* What you need to do *
Every line with "resolves" in it must be copied from the data.

* Provided information *
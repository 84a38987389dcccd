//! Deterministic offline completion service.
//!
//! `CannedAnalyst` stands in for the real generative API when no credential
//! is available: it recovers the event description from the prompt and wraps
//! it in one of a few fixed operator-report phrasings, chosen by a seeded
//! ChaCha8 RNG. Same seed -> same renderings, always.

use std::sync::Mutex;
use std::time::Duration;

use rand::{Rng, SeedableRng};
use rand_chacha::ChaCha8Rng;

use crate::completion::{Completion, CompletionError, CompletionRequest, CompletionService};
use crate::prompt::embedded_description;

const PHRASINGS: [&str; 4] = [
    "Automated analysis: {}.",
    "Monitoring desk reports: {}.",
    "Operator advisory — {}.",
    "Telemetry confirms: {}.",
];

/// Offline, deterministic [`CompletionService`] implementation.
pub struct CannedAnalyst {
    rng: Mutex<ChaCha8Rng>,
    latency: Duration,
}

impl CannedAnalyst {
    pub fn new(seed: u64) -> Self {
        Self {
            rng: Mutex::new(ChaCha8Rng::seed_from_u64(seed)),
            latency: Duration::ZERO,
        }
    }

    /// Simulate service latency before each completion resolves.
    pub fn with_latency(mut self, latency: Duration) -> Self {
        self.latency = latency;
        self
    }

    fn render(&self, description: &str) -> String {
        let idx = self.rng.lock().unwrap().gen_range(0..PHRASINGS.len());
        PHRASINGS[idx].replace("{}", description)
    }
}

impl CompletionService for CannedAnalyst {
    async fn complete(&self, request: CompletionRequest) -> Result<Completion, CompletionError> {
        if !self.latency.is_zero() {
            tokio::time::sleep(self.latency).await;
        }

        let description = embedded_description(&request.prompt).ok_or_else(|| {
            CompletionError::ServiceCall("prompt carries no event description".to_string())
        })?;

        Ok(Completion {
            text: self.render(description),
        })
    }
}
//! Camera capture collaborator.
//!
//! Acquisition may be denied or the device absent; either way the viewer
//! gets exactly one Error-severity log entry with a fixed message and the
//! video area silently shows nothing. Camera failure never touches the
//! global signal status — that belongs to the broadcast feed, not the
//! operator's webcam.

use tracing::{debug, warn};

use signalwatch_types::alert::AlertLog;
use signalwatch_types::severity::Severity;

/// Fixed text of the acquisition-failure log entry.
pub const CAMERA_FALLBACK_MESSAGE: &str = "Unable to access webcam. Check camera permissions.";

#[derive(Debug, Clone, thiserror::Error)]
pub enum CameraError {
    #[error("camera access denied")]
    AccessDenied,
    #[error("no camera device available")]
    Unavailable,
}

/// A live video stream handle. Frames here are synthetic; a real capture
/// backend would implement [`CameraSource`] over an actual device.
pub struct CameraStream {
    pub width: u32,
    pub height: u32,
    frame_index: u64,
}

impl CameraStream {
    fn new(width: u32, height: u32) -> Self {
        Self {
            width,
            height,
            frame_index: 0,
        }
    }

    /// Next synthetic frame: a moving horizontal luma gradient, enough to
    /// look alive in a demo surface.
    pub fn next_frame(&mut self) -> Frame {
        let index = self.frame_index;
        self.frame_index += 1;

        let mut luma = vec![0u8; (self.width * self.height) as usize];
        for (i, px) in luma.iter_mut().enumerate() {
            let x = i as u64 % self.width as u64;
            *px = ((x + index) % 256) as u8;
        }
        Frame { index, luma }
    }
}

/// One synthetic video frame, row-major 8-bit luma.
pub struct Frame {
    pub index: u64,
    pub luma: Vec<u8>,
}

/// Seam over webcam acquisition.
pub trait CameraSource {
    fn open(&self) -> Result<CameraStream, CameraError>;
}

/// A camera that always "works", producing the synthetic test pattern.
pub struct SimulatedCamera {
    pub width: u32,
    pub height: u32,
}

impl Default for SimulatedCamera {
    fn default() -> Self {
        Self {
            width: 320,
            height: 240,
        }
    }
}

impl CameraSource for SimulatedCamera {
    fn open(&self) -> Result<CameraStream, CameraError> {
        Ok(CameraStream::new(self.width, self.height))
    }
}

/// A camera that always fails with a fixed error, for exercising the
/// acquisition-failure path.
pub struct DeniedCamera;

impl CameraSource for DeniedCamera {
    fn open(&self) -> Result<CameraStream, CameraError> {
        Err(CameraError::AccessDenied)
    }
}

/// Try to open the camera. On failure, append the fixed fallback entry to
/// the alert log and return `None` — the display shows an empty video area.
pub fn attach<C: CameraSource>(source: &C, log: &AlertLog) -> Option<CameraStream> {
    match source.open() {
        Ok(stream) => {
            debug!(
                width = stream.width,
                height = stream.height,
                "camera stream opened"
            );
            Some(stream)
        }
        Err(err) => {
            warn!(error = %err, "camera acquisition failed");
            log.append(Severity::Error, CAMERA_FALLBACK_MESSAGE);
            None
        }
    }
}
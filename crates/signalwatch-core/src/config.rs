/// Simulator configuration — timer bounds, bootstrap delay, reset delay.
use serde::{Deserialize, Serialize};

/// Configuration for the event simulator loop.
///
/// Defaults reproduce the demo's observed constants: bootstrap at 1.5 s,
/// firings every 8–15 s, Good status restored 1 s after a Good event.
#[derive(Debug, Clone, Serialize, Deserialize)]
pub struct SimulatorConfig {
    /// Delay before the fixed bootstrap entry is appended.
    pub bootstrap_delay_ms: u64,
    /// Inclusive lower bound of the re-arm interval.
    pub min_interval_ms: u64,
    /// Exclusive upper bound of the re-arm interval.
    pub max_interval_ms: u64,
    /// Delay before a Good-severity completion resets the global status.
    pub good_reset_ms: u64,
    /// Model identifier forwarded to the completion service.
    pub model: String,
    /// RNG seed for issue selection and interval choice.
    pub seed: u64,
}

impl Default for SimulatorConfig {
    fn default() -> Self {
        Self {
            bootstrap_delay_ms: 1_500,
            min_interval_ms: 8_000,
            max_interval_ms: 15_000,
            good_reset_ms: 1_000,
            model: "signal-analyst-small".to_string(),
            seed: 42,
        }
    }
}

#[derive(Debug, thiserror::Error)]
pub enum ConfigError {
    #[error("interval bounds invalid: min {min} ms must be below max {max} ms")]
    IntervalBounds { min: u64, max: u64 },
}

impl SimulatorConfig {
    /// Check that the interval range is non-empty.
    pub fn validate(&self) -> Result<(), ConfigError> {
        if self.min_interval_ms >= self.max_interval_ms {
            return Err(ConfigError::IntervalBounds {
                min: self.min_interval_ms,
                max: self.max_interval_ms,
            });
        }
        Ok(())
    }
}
---
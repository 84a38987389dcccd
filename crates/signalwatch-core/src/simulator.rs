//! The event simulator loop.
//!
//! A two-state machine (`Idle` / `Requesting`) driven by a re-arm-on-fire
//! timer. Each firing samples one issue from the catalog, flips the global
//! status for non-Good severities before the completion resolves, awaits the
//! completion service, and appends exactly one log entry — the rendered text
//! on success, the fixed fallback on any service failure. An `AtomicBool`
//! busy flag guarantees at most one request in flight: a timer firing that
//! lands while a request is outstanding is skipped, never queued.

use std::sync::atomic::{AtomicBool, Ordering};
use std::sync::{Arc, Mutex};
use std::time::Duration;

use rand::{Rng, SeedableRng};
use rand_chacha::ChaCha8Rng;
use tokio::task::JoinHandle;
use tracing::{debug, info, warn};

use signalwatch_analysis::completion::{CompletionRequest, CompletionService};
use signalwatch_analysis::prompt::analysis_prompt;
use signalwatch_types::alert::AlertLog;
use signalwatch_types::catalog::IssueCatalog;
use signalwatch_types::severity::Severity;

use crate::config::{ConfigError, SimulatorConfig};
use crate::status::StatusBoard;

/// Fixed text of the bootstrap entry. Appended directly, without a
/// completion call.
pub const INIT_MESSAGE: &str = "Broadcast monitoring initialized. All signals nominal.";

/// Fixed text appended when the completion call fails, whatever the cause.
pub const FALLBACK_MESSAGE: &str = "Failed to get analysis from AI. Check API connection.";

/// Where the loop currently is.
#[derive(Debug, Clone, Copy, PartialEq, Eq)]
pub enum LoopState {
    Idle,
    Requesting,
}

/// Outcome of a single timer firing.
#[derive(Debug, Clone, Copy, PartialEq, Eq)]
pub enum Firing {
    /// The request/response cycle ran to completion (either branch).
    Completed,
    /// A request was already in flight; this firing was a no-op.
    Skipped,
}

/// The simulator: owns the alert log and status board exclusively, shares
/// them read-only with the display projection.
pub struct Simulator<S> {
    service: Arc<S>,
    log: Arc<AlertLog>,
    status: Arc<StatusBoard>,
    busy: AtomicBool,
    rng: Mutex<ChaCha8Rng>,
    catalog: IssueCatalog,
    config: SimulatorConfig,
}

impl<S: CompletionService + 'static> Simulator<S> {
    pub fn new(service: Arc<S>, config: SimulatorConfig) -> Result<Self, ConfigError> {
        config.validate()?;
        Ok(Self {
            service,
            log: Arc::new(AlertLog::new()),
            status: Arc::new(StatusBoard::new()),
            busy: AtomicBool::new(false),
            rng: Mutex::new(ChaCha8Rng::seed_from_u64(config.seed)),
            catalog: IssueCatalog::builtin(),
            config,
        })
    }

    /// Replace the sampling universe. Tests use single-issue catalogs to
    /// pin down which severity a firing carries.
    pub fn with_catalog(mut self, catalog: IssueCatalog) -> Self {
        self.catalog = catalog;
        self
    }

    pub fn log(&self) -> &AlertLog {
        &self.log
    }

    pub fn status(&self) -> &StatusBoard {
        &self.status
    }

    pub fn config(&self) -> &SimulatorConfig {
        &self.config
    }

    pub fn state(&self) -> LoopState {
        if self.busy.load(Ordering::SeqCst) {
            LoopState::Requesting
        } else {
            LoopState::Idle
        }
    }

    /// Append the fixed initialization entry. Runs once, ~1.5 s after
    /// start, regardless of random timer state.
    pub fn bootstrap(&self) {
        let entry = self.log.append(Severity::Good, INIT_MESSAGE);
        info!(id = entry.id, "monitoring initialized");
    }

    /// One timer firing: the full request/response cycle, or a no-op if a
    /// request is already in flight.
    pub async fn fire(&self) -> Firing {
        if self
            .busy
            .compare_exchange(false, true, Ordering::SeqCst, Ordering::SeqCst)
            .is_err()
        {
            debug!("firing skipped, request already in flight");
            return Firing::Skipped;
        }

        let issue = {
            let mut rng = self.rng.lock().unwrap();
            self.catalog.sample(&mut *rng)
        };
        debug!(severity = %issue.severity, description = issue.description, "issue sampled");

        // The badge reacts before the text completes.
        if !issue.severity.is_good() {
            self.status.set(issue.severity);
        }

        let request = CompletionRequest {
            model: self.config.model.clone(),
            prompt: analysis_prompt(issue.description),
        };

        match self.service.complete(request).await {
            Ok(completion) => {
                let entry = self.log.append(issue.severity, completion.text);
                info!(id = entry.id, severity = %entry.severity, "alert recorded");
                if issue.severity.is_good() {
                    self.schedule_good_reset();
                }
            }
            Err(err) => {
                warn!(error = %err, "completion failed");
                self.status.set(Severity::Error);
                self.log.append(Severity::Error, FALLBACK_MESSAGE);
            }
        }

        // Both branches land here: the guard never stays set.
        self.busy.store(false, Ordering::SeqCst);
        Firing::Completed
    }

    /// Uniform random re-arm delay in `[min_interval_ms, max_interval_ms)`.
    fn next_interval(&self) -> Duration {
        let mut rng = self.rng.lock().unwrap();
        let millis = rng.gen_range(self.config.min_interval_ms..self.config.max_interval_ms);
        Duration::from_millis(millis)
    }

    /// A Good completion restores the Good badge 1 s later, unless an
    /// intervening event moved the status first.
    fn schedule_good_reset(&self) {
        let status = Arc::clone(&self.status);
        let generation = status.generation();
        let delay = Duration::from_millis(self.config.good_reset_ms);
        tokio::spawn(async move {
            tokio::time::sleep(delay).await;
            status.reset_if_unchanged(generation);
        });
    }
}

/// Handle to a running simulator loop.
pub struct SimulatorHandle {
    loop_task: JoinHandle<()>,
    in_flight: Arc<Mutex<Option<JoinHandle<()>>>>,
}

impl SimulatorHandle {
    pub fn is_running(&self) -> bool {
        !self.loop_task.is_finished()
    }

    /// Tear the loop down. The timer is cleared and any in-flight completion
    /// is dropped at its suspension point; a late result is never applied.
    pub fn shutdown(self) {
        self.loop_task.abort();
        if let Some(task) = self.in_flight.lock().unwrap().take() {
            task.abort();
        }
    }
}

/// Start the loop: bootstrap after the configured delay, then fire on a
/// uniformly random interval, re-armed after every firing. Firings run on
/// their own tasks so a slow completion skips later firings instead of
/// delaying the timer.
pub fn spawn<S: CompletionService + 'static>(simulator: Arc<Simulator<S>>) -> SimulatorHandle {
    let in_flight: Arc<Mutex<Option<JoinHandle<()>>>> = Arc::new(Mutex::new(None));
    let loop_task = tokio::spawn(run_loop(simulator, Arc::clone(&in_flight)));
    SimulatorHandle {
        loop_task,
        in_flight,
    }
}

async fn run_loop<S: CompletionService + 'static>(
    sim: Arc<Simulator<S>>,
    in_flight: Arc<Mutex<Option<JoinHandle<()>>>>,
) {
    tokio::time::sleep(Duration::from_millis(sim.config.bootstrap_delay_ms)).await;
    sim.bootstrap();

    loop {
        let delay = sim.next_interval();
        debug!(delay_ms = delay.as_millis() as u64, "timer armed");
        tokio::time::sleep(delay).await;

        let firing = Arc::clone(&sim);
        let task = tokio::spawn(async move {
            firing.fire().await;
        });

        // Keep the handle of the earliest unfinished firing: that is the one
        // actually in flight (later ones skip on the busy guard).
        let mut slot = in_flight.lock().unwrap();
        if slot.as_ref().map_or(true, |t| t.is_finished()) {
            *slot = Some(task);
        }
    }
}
==
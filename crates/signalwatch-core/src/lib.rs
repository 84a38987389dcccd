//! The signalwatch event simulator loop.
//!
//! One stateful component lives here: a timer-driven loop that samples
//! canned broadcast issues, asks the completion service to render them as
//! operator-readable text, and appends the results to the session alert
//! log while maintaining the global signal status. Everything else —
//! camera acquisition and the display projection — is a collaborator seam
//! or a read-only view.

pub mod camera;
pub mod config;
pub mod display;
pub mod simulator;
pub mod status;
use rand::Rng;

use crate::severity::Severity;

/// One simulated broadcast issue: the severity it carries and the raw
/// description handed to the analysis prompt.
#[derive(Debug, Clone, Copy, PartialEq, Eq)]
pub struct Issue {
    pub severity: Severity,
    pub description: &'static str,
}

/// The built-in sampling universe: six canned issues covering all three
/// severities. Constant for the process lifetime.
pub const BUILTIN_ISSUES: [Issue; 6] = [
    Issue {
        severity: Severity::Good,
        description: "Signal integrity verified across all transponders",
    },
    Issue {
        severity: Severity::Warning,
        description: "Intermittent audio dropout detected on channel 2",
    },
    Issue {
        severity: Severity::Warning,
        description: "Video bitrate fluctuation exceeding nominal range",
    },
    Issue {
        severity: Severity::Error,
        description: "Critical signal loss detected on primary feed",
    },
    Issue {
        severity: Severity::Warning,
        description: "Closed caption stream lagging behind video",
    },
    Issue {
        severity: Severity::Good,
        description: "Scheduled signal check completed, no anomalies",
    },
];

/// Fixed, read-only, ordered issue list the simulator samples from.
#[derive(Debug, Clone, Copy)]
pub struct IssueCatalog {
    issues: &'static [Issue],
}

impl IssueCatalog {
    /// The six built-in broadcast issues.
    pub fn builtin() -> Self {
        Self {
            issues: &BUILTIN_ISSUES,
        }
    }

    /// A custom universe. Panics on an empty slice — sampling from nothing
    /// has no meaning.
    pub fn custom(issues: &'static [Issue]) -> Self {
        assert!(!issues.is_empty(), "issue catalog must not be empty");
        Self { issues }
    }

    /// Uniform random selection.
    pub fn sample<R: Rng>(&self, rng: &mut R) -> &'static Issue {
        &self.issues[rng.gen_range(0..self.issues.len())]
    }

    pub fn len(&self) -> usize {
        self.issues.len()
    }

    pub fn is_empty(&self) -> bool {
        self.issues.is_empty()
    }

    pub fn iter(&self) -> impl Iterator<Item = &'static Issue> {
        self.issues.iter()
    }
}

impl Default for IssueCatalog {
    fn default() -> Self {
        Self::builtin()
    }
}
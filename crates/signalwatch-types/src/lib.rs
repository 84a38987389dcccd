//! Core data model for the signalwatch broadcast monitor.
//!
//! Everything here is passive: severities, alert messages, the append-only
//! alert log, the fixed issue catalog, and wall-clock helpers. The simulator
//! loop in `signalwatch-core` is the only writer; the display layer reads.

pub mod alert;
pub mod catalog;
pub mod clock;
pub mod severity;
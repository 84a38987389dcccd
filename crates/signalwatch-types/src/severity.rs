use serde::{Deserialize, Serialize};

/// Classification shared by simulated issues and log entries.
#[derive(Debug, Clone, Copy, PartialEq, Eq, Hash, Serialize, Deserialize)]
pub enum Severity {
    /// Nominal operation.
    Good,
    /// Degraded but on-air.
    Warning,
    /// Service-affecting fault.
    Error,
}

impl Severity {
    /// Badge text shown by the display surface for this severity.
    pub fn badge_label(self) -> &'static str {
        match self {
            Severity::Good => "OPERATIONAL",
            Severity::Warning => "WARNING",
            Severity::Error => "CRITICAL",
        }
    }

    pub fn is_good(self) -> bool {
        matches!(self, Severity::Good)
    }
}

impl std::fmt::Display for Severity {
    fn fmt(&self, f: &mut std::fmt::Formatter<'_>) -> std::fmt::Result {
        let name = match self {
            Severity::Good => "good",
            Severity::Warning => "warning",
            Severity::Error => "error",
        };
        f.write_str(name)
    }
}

* Reply *
    /// Simulate service latency before each completion resolves.
//! status for non-Good severities before the completion resolves, awaits the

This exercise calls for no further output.